(Excerpted records)

// repo-setup: Publish local folders as hosted Git repositories
//
// SPDX-FileCopyrightText: 2026 Romeo Ahmed
// SPDX-License-Identifier: GPL-3.0-or-later

//! Local VCS gateway.
//!
//! ```text
//!          orchestrator
//!               |
//!               v
//!      ,------------------,
//!      | LocalVcs (trait) |
//!      '--------+---------'
//!               |
//!               v
//!            GitCli
//!     gix:  is_work_tree, current_branch   (read, no subprocess)
//!     git:  init/add/commit/status/push/pull/remote/config
//!               |
//!               v
//!   status.rs   porcelain v1 parsing --> VcsState, StatusEntry
//!   remote.rs   remote url --> canonical https web url
//! ```

pub mod backend;
pub mod remote;
pub mod status;
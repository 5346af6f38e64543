// repo-setup: Publish local folders as hosted Git repositories
//
// SPDX-FileCopyrightText: 2026 Romeo Ahmed
// SPDX-License-Identifier: GPL-3.0-or-later

//! Config-related commands for repo-setup.

use crate::cli::global::GlobalOptions;
use crate::config::Config;
use crate::config::loader::ConfigLoader;
use crate::error::Result;

/// Default configuration file, read from the current directory when present.
pub const DEFAULT_CONFIG_FILE: &str = "repo-setup.toml";

/// Environment prefix for configuration overrides.
pub const ENV_PREFIX: &str = "REPO_SETUP";

/// Assemble the loader in precedence order: default file, `--config` files,
/// environment, then command-line overrides.
///
/// # Errors
///
/// Returns an error if an override key or value is rejected.
pub fn build_config_loader(global: &GlobalOptions) -> Result<ConfigLoader> {
    let mut loader = ConfigLoader::new();
    if !global.no_default_config {
        loader = loader.add_toml_file_optional(DEFAULT_CONFIG_FILE);
    }
    for path in &global.configs {
        loader = loader.add_toml_file(path);
    }
    loader = loader.with_env_prefix(ENV_PREFIX);
    for (key, value) in global.to_config_overrides() {
        loader = loader.set(key, value)?;
    }
    Ok(loader)
}

/// Load and validate the configuration.
///
/// # Errors
///
/// Returns an error if a file is missing or invalid, or validation fails.
pub fn load_config(global: &GlobalOptions) -> Result<Config> {
    build_config_loader(global)?.build().map_err(|e| {
        eprintln!("Failed to load config: {e}");
        e
    })
}

/// Display loaded configuration files followed by the current options.
///
/// # Errors
///
/// Returns an error if the configuration cannot be loaded.
pub fn run_options_command(global: &GlobalOptions) -> Result<()> {
    let loader = build_config_loader(global)?;
    let files = loader.format_loaded_files();
    let config = loader.build()?;

    if files.is_empty() {
        println!("No configuration files loaded");
    } else {
        for line in files {
            println!("{line}");
        }
    }
    println!();
    for line in config.format_options() {
        println!("{line}");
    }
    Ok(())
}
// repo-setup: Publish local folders as hosted Git repositories
//
// SPDX-FileCopyrightText: 2026 Romeo Ahmed
// SPDX-License-Identifier: GPL-3.0-or-later

//! Entry point.
//!
//! ```text
//! cli::parse() --> Logging --> Config --> Command Dispatch
//!   Publish | Init | Status | Commit | Push | Pull | Open | Activity
//!   Identity | Token | Menu | Options | Version
//! ```

use std::process::ExitCode;

use repo_setup::cli::global::GlobalOptions;
use repo_setup::cli::{self, Command};
use repo_setup::cmd::config::{load_config, run_options_command};
use repo_setup::cmd::credentials::{run_identity_command, run_token_command};
use repo_setup::cmd::menu::run_menu_command;
use repo_setup::cmd::publish::run_publish_command;
use repo_setup::cmd::repo::{
    FolderCommand, run_activity_command, run_commit_command, run_folder_command,
};
use repo_setup::logging::init_logging;
use repo_setup::logging::{LogConfig, LogLevel};

use mimalloc::MiMalloc;

#[global_allocator]
static GLOBAL: MiMalloc = MiMalloc;

#[tokio::main]
async fn main() -> ExitCode {
    let cli = cli::parse();

    let log_config = build_log_config(&cli.global);
    let _log_guard = match init_logging(&log_config) {
        Ok(guard) => guard,
        Err(e) => {
            eprintln!("Failed to initialize logging: {e}");
            return ExitCode::FAILURE;
        }
    };

    dispatch_command(&cli).await
}

fn build_log_config(global: &GlobalOptions) -> LogConfig {
    let console_level = global
        .log_level
        .and_then(LogLevel::from_u8)
        .unwrap_or(LogLevel::INFO);

    let file_level = global
        .file_log_level
        .and_then(LogLevel::from_u8)
        .unwrap_or(console_level);

    LogConfig::builder()
        .with_console_level(console_level)
        .with_file_level(file_level)
        .maybe_with_log_file(global.log_file.as_ref().map(|p| p.display().to_string()))
        .build()
}

async fn dispatch_command(cli: &cli::Cli) -> ExitCode {
    let result = match &cli.command {
        Some(Command::Version) => {
            handle_version_command();
            Ok(())
        }
        Some(Command::Options) => run_options_command(&cli.global),
        Some(command) => match load_config(&cli.global) {
            Ok(config) => match command {
                Command::Publish(args) => run_publish_command(args, &config).await,
                Command::Init(args) => run_folder_command(FolderCommand::Init, args, &config).await,
                Command::Status(args) => {
                    run_folder_command(FolderCommand::Status, args, &config).await
                }
                Command::Commit(args) => run_commit_command(args, &config).await,
                Command::Push(args) => run_folder_command(FolderCommand::Push, args, &config).await,
                Command::Pull(args) => run_folder_command(FolderCommand::Pull, args, &config).await,
                Command::Open(args) => run_folder_command(FolderCommand::Open, args, &config).await,
                Command::Activity(args) => run_activity_command(args, &config).await,
                Command::Identity(args) => run_identity_command(args, &config),
                Command::Token => run_token_command(&config).await,
                Command::Menu(args) => run_menu_command(args, &config).await,
                Command::Version | Command::Options => Ok(()),
            },
            Err(e) => Err(e),
        },
        None => {
            eprintln!("No command specified. Use --help for usage information.");
            Err(anyhow::anyhow!("No command specified"))
        }
    };

    match result {
        Ok(()) => ExitCode::SUCCESS,
        Err(e) => {
            eprintln!("Error: {e:#}");
            ExitCode::FAILURE
        }
    }
}

fn handle_version_command() {
    println!("{}", env!("CARGO_PKG_VERSION"));
}
use crate::{ConfigError, ConfigErrorResult, ConfigSection};

use serde::Deserialize;

pub const MIN_LOGIN_ATTEMPTS: u32 = 1;
pub const MAX_LOGIN_ATTEMPTS: u32 = 100;
pub const DEFAULT_LOGIN_ATTEMPTS: u32 = 5;

pub const MIN_LOGIN_WINDOW_SECS: u64 = 1;
pub const MAX_LOGIN_WINDOW_SECS: u64 = 3600;
pub const DEFAULT_LOGIN_WINDOW_SECS: u64 = 60;

/// Per-email login attempt limit, held in memory
#[derive(Debug, Clone, Deserialize)]
#[serde(default)]
pub struct LoginThrottleConfig {
    pub max_attempts: u32,
    pub window_secs: u64,
}

impl Default for LoginThrottleConfig {
    fn default() -> Self {
        Self {
            max_attempts: DEFAULT_LOGIN_ATTEMPTS,
            window_secs: DEFAULT_LOGIN_WINDOW_SECS,
        }
    }
}

impl LoginThrottleConfig {
    pub fn validate(&self) -> ConfigErrorResult<()> {
        if !(MIN_LOGIN_ATTEMPTS..=MAX_LOGIN_ATTEMPTS).contains(&self.max_attempts) {
            return Err(ConfigError::invalid(
                ConfigSection::LoginThrottle,
                format!(
                    "login_throttle.max_attempts must be {}-{}, got {}",
                    MIN_LOGIN_ATTEMPTS, MAX_LOGIN_ATTEMPTS, self.max_attempts
                ),
            ));
        }

        if !(MIN_LOGIN_WINDOW_SECS..=MAX_LOGIN_WINDOW_SECS).contains(&self.window_secs) {
            return Err(ConfigError::invalid(
                ConfigSection::LoginThrottle,
                format!(
                    "login_throttle.window_secs must be {}-{}, got {}",
                    MIN_LOGIN_WINDOW_SECS, MAX_LOGIN_WINDOW_SECS, self.window_secs
                ),
            ));
        }

        Ok(())
    }
}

(End Excerpted records)

> Your objective:
State the number of lines in the preceding data that contain the word "Failed", and nothing besides.

> Response for this exercise:
2